ALAN v. PAXSON, 239 Fed.Appx. 475 (11th Cir. 2007)


Richard Keith ALAN, II, Interested Party-Appellant, v. PAXSON COMMUNICATIONS CORPORATION, Defendant-Appellee, Karen L. Dyer, Plaintiff.

No. 06-13433 Non-Argument Calendar.United States Court of Appeals, Eleventh Circuit.
May 2, 2007.

[EDITOR’S NOTE: This case is unpublished as indicated by the issuing court.]

Richard Keith Alan, II, West Palm Bch, FL, pro se.

Page 476

Michael F. McAuliffe, Rosenberg McAuliffe, PL, West Palm Bch, FL, for Defendant-Appellee.

Appeal from the United States District Court for the Southern District of Florida. D.C. Docket No. 05-80200-CV-KLR.

Before TJOFLAT, HULL and KRAVITCH, Circuit Judges.

PER CURIAM:

Richard Keith Alan, II appeals the district court’s imposition of sanctions against him for his conduct as the attorney for Karen Dyer in her employment discrimination action against Paxson Communications Corporation (“Paxson”). For the reasons that follow, we affirm.

I. Background
Alan and Attorney Jacob Rose filed an employment discrimination action in state court against Paxson on behalf of Dyer.[1]
Paxson then removed the case to federal court. After Paxson filed its answer, the district court issued a scheduling order with December 15, 2005 as the deadline for discovery.

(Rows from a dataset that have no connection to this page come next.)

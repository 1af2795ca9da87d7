//! Persona - The configurable AI character
//!
//! Pure domain entity without infrastructure dependencies.

use chrono::{DateTime, Utc};
use serde::{Deserialize, Serialize};
use std::collections::BTreeSet;
use uuid::Uuid;

use crate::domain::errors::DomainError;

/// Persona - identity plus the traits that shape every prompt
#[derive(Debug, Clone, PartialEq, Serialize, Deserialize)]
pub struct Persona {
    pub id: Uuid,
    pub user_id: String,
    pub name: String,
    pub traits: PersonaTraits,
    pub created_at: DateTime<Utc>,
    pub updated_at: DateTime<Utc>,
}

impl Persona {
    /// Create a new Persona with generated ID and timestamps
    pub fn new(user_id: String, name: String, traits: PersonaTraits) -> Self {
        let now = Utc::now();
        Self {
            id: Uuid::new_v4(),
            user_id,
            name,
            traits,
            created_at: now,
            updated_at: now,
        }
    }
}

/// Personality, style and profile of a persona
#[derive(Debug, Clone, PartialEq, Serialize, Deserialize)]
pub struct PersonaTraits {
    /// Trait labels, each belonging to a catalog category
    #[serde(default)]
    pub tags: BTreeSet<String>,
    /// Speaking style labels ("uses emoji", "formal", ...)
    #[serde(default)]
    pub expression_prefs: BTreeSet<String>,
    /// 0-100 dial for response length
    pub verbosity_ratio: u8,
    #[serde(default)]
    pub character_profile: CharacterProfile,
}

impl PersonaTraits {
    pub fn with_verbosity(verbosity_ratio: u8) -> Self {
        Self {
            tags: BTreeSet::new(),
            expression_prefs: BTreeSet::new(),
            verbosity_ratio,
            character_profile: CharacterProfile::default(),
        }
    }

    /// Check the verbosity range and per-category selection bounds
    pub fn validate(&self, catalog: &TraitCatalog) -> Result<(), DomainError> {
        if self.verbosity_ratio > 100 {
            return Err(DomainError::Validation(format!(
                "verbosity_ratio must be within 0-100, got {}",
                self.verbosity_ratio
            )));
        }

        for category in &catalog.categories {
            let selected = self
                .tags
                .iter()
                .filter(|t| category.labels.iter().any(|l| l == *t))
                .count();
            if selected > category.max_selections {
                return Err(DomainError::Validation(format!(
                    "category '{}' allows at most {} selections, got {}",
                    category.name, category.max_selections, selected
                )));
            }
        }

        Ok(())
    }
}

impl Default for PersonaTraits {
    fn default() -> Self {
        Self::with_verbosity(50)
    }
}

/// Free-form character sheet
#[derive(Debug, Clone, Default, PartialEq, Eq, Serialize, Deserialize)]
pub struct CharacterProfile {
    pub gender: Option<String>,
    pub age: Option<u32>,
    pub job: Option<String>,
    pub description: Option<String>,
    /// Typical daily routine, used for time awareness
    pub schedule: Option<String>,
}

impl CharacterProfile {
    /// True when none of gender/age/job/description carries a value
    pub fn is_empty(&self) -> bool {
        self.age.is_none()
            && [&self.gender, &self.job, &self.description]
                .iter()
                .all(|f| f.as_deref().map_or(true, |s| s.trim().is_empty()))
    }
}

/// A group of trait labels with a selection bound
#[derive(Debug, Clone, PartialEq, Eq, Serialize, Deserialize)]
pub struct TraitCategory {
    pub name: String,
    pub max_selections: usize,
    pub labels: Vec<String>,
}

/// All trait categories, in display order
#[derive(Debug, Clone, Default, PartialEq, Eq, Serialize, Deserialize)]
pub struct TraitCatalog {
    pub categories: Vec<TraitCategory>,
}

impl TraitCatalog {
    pub const UNCATEGORIZED: &'static str = "Other";

    /// Group selected tags by category, in catalog order.
    /// Tags missing from the catalog are collected under [`Self::UNCATEGORIZED`].
    pub fn group<'a>(&'a self, tags: &'a BTreeSet<String>) -> Vec<(&'a str, Vec<&'a str>)> {
        let mut groups: Vec<(&str, Vec<&str>)> = self
            .categories
            .iter()
            .map(|c| {
                let selected: Vec<&str> = tags
                    .iter()
                    .filter(|t| c.labels.iter().any(|l| l == *t))
                    .map(String::as_str)
                    .collect();
                (c.name.as_str(), selected)
            })
            .filter(|(_, selected)| !selected.is_empty())
            .collect();

        let other: Vec<&str> = tags
            .iter()
            .filter(|t| {
                !self
                    .categories
                    .iter()
                    .any(|c| c.labels.iter().any(|l| l == *t))
            })
            .map(String::as_str)
            .collect();
        if !other.is_empty() {
            groups.push((Self::UNCATEGORIZED, other));
        }

        groups
    }
}

#[cfg(test)]
mod tests {
    use super::*;

    fn catalog() -> TraitCatalog {
        TraitCatalog {
            categories: vec![
                TraitCategory {
                    name: "Temperament".to_string(),
                    max_selections: 2,
                    labels: vec!["calm".into(), "cheerful".into(), "moody".into()],
                },
                TraitCategory {
                    name: "Interests".to_string(),
                    max_selections: 3,
                    labels: vec!["cooking".into(), "music".into()],
                },
            ],
        }
    }

    fn traits(tags: &[&str]) -> PersonaTraits {
        PersonaTraits {
            tags: tags.iter().map(|s| s.to_string()).collect(),
            ..PersonaTraits::default()
        }
    }

    #[test]
    fn test_selection_bound_is_enforced() {
        let ok = traits(&["calm", "cheerful", "music"]);
        assert!(ok.validate(&catalog()).is_ok());

        let too_many = traits(&["calm", "cheerful", "moody"]);
        assert!(matches!(
            too_many.validate(&catalog()),
            Err(DomainError::Validation(_))
        ));
    }

    #[test]
    fn test_verbosity_out_of_range_rejected() {
        let t = PersonaTraits::with_verbosity(101);
        assert!(t.validate(&TraitCatalog::default()).is_err());
    }

    #[test]
    fn test_group_keeps_catalog_order_and_collects_unknown() {
        let t = traits(&["music", "calm", "knitting"]);
        let catalog = catalog();
        let groups = catalog.group(&t.tags);
        assert_eq!(
            groups,
            vec![
                ("Temperament", vec!["calm"]),
                ("Interests", vec!["music"]),
                ("Other", vec!["knitting"]),
            ]
        );
    }

    #[test]
    fn test_profile_emptiness() {
        let mut p = CharacterProfile::default();
        assert!(p.is_empty());
        p.job = Some("  ".into());
        assert!(p.is_empty());
        p.age = Some(27);
        assert!(!p.is_empty());
    }
}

Dyer’s deposition began at 10:00 AM on December 9, 2005 and lasted for nearly four hours until shortly before 2:00 PM when Attorney Alan, without explanation, requested a “break” and he and Dyer left the room. Alan returned several minutes later and informed Paxson’s counsel, Michael McAuliffe, that he had instructed Dyer to leave pursuant to an agreement between his and McAuliffe’s legal assistants that four Paxson employees were to be deposed at 2:00 PM. McAuliffe responded that there was no agreement to end Dyer’s deposition in the middle of questioning. McAuliffe then offered to proceed with the deposition of a Paxson employee who was already present for Dyer’s deposition, but Alan declined to depose this witness and left the premises.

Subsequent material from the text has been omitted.